A stretch of the entries below is to be set down exactly, running from the line with "filename src/report/mod.rs" through the line with "input into an", both included, and no other line.

> [Records from a data collection]:
------------------------

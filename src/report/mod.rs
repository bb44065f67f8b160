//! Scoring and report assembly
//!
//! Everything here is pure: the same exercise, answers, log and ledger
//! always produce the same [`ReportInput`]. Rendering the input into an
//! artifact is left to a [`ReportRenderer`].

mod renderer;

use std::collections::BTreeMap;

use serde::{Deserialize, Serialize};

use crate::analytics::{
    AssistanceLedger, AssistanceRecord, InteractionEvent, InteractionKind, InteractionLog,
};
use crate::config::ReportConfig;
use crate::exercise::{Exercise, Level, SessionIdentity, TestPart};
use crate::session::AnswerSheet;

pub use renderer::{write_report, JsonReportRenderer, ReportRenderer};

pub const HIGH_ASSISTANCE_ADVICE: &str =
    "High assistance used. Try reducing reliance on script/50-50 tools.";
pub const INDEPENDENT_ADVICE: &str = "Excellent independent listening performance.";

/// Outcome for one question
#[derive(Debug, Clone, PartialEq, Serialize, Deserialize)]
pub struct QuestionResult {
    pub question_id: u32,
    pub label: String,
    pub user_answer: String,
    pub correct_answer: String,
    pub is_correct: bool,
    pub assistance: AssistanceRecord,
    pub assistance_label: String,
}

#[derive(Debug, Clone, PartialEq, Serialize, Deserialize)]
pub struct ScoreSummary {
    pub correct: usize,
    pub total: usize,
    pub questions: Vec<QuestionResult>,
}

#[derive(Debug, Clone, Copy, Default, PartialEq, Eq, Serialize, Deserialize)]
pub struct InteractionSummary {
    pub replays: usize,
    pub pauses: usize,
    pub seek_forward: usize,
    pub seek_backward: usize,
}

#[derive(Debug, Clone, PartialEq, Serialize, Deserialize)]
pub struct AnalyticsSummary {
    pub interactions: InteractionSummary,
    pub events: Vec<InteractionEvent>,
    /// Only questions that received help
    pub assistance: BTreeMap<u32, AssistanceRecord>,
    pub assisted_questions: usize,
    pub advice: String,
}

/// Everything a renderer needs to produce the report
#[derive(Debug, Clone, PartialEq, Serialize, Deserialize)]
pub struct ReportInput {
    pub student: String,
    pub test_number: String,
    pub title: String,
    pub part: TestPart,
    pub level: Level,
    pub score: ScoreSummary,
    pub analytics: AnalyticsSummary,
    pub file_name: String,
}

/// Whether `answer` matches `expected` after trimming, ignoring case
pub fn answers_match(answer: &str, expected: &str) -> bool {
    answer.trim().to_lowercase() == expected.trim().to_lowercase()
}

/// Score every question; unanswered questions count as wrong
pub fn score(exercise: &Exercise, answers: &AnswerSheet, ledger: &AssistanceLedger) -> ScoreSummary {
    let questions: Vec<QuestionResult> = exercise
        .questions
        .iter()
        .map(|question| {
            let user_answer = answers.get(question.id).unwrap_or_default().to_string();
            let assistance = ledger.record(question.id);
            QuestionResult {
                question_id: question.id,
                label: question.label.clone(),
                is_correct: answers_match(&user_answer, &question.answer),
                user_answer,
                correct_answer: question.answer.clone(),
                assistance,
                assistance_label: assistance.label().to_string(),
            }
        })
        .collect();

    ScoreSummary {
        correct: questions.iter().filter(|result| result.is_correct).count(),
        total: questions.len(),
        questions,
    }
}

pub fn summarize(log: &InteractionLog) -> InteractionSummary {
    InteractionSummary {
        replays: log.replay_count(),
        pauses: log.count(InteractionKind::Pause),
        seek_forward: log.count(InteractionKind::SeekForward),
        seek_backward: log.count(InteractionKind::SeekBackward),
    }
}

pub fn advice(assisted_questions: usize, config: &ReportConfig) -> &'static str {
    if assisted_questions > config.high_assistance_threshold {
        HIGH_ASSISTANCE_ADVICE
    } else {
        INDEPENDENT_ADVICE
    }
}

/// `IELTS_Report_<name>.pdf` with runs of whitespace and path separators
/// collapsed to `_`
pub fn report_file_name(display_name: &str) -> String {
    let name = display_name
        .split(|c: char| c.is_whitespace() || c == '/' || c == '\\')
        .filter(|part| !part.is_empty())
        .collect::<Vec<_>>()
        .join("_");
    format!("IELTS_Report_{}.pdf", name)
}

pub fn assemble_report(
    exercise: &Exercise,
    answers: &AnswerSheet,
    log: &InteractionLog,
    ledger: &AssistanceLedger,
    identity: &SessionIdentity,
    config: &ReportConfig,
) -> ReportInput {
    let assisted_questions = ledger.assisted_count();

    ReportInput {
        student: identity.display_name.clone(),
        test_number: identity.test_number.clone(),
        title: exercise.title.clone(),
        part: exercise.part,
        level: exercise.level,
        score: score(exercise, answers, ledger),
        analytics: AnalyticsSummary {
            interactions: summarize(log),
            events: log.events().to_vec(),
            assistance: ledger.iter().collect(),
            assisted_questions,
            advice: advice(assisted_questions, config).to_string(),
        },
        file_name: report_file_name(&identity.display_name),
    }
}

------------------------

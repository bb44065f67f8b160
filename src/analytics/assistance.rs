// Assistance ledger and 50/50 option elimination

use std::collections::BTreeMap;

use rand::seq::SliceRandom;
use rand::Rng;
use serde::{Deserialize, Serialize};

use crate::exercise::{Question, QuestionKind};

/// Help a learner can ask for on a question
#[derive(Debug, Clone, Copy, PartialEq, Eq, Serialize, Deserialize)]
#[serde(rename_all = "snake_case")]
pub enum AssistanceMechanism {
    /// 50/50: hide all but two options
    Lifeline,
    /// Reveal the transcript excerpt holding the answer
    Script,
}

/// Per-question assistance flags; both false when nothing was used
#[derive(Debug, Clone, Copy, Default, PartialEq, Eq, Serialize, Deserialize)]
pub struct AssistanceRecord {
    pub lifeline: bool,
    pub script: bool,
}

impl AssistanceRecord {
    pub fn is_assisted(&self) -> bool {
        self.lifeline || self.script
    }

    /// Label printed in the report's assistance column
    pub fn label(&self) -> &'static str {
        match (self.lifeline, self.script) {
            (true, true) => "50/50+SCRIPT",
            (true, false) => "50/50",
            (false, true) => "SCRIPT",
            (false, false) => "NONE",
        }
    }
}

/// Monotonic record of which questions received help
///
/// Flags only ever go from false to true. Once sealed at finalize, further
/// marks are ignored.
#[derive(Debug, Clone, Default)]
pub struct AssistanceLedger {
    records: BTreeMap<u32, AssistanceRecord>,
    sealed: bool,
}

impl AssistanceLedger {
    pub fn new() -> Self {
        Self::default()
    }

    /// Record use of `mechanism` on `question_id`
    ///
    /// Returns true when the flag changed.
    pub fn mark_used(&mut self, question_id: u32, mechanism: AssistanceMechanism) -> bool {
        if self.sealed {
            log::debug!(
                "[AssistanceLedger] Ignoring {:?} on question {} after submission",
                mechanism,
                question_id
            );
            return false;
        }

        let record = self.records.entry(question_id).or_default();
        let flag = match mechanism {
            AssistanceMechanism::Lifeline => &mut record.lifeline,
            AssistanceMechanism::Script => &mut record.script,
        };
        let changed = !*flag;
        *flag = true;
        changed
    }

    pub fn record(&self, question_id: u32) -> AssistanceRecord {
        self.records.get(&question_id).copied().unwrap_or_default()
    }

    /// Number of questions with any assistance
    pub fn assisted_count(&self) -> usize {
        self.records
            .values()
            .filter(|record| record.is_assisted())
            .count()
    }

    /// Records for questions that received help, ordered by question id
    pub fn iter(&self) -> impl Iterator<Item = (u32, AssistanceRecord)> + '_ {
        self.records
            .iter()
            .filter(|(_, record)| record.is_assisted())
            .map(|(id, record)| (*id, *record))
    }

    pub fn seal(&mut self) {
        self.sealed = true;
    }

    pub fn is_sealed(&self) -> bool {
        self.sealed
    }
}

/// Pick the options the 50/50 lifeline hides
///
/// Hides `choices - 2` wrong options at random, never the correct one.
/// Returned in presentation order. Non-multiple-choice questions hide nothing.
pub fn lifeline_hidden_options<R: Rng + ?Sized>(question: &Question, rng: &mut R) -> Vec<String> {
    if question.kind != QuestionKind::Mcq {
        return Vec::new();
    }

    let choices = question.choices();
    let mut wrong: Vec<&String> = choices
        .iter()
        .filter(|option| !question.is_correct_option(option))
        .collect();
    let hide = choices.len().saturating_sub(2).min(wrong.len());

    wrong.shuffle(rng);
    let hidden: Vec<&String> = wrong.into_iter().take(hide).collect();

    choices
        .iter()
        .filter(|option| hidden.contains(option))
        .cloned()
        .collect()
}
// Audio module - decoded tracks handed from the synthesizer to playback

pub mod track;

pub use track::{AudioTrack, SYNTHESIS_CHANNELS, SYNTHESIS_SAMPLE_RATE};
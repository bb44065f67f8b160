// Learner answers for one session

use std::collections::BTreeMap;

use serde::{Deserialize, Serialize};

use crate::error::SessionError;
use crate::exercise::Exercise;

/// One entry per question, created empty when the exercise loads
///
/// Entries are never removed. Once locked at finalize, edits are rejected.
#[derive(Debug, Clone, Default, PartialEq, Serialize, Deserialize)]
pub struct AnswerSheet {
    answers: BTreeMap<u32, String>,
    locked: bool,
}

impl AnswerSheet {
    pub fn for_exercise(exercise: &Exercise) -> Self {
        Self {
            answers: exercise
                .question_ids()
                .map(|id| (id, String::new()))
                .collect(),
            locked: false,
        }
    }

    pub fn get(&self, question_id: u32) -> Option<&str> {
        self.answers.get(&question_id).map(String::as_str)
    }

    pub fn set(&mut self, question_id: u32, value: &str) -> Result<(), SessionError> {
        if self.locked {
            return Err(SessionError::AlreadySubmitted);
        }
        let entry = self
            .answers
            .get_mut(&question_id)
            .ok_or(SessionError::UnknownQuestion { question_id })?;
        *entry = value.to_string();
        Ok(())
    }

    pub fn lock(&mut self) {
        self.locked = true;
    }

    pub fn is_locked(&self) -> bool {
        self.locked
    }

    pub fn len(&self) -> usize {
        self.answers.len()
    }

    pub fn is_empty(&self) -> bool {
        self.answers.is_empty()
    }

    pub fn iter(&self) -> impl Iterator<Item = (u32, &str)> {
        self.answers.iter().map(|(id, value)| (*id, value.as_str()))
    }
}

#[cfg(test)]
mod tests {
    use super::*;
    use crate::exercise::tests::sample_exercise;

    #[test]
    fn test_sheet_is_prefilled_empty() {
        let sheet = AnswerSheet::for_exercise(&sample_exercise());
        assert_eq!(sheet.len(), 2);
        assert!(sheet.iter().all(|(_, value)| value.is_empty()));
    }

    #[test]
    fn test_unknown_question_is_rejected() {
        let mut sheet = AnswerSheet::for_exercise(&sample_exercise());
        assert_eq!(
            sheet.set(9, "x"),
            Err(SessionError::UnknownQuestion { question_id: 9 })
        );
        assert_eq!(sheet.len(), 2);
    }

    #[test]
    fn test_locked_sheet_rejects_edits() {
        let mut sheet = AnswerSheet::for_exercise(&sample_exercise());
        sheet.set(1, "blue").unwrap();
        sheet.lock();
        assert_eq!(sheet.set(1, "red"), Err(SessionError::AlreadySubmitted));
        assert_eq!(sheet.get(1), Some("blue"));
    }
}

------------------------

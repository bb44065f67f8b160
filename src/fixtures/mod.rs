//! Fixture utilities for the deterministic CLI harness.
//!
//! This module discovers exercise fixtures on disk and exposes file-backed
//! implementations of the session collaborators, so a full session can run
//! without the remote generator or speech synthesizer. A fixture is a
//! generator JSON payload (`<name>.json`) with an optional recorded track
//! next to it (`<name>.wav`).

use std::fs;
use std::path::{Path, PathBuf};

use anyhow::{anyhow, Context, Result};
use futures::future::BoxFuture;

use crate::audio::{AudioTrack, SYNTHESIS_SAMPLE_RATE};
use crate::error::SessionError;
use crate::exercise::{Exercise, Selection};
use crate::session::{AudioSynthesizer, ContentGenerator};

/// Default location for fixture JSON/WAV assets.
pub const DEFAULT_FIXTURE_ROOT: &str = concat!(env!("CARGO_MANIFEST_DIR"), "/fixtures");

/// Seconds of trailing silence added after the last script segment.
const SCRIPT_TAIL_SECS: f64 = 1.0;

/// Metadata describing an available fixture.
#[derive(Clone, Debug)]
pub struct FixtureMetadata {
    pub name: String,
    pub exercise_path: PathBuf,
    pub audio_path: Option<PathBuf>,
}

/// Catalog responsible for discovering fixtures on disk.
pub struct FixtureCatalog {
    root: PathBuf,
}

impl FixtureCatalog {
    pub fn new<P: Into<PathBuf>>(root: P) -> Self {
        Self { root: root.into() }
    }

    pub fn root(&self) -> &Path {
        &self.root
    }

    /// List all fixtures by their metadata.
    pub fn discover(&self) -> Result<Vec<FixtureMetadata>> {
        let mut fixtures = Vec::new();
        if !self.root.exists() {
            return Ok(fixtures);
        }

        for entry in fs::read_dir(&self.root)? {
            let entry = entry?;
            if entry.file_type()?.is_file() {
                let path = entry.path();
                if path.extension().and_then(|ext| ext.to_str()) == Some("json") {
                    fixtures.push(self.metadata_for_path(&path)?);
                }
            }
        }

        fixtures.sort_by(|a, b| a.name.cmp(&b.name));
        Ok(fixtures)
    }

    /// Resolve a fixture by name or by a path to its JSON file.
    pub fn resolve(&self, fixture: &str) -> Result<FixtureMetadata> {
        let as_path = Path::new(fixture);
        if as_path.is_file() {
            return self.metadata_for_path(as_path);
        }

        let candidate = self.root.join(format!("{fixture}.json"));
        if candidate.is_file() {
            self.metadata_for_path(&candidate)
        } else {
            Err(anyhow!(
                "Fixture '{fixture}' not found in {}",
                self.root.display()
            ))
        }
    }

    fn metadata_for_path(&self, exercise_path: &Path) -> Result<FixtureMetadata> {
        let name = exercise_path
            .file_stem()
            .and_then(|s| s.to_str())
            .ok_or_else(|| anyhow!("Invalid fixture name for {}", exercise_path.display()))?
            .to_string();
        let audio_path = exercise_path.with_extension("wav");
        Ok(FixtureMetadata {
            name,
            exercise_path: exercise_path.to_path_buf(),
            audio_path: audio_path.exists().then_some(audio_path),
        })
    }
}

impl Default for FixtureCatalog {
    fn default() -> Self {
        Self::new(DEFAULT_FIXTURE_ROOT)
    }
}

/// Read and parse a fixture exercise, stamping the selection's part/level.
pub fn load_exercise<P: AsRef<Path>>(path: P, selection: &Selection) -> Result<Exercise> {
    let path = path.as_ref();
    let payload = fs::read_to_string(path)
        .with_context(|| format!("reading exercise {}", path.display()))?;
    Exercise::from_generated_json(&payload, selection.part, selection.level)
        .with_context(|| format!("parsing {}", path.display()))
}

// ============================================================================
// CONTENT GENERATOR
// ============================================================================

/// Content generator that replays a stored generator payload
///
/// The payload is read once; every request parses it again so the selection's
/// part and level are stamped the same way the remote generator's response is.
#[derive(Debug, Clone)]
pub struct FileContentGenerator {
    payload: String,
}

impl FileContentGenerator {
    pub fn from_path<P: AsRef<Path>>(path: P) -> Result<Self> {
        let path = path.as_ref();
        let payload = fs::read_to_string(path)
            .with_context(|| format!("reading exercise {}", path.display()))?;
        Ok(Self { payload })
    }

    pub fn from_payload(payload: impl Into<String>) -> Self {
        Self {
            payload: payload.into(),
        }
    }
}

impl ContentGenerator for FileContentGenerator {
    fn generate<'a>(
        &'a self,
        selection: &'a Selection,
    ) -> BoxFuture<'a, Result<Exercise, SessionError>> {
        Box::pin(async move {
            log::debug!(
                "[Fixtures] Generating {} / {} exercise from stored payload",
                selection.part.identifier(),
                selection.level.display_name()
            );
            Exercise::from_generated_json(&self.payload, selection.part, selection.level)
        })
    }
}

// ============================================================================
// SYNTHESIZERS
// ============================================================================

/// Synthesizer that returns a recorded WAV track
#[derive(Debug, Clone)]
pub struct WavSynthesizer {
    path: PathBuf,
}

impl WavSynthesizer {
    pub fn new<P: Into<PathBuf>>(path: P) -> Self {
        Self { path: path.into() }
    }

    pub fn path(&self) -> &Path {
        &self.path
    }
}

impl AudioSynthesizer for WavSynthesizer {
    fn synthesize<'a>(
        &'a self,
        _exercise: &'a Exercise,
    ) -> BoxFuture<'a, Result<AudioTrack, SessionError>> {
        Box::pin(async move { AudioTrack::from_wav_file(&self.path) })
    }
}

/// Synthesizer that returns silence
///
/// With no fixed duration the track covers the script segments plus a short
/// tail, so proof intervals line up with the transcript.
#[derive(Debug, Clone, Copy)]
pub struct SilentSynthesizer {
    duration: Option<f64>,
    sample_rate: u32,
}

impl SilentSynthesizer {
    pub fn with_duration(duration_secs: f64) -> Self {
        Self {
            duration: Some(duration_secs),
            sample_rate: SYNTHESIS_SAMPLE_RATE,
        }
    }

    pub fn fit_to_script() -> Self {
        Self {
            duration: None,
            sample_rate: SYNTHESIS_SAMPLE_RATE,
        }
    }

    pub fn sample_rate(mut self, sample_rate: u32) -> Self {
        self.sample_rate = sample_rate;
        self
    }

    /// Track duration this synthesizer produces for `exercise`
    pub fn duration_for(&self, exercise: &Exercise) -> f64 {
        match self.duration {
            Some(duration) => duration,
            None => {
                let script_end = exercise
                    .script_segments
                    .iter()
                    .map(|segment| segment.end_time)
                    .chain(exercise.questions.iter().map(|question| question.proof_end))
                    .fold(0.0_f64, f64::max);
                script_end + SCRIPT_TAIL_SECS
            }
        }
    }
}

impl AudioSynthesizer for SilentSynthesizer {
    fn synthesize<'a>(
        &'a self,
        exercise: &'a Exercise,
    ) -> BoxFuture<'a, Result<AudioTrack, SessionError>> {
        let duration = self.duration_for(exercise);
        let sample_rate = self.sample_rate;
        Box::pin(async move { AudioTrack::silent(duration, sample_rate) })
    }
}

------------------------

> [Task solution]:
filename src/report/mod.rs
repository bb44065f67f8b160
//! Scoring and report assembly
//!
//! Everything here is pure: the same exercise, answers, log and ledger
//! always produce the same [`ReportInput`]. Rendering the input into an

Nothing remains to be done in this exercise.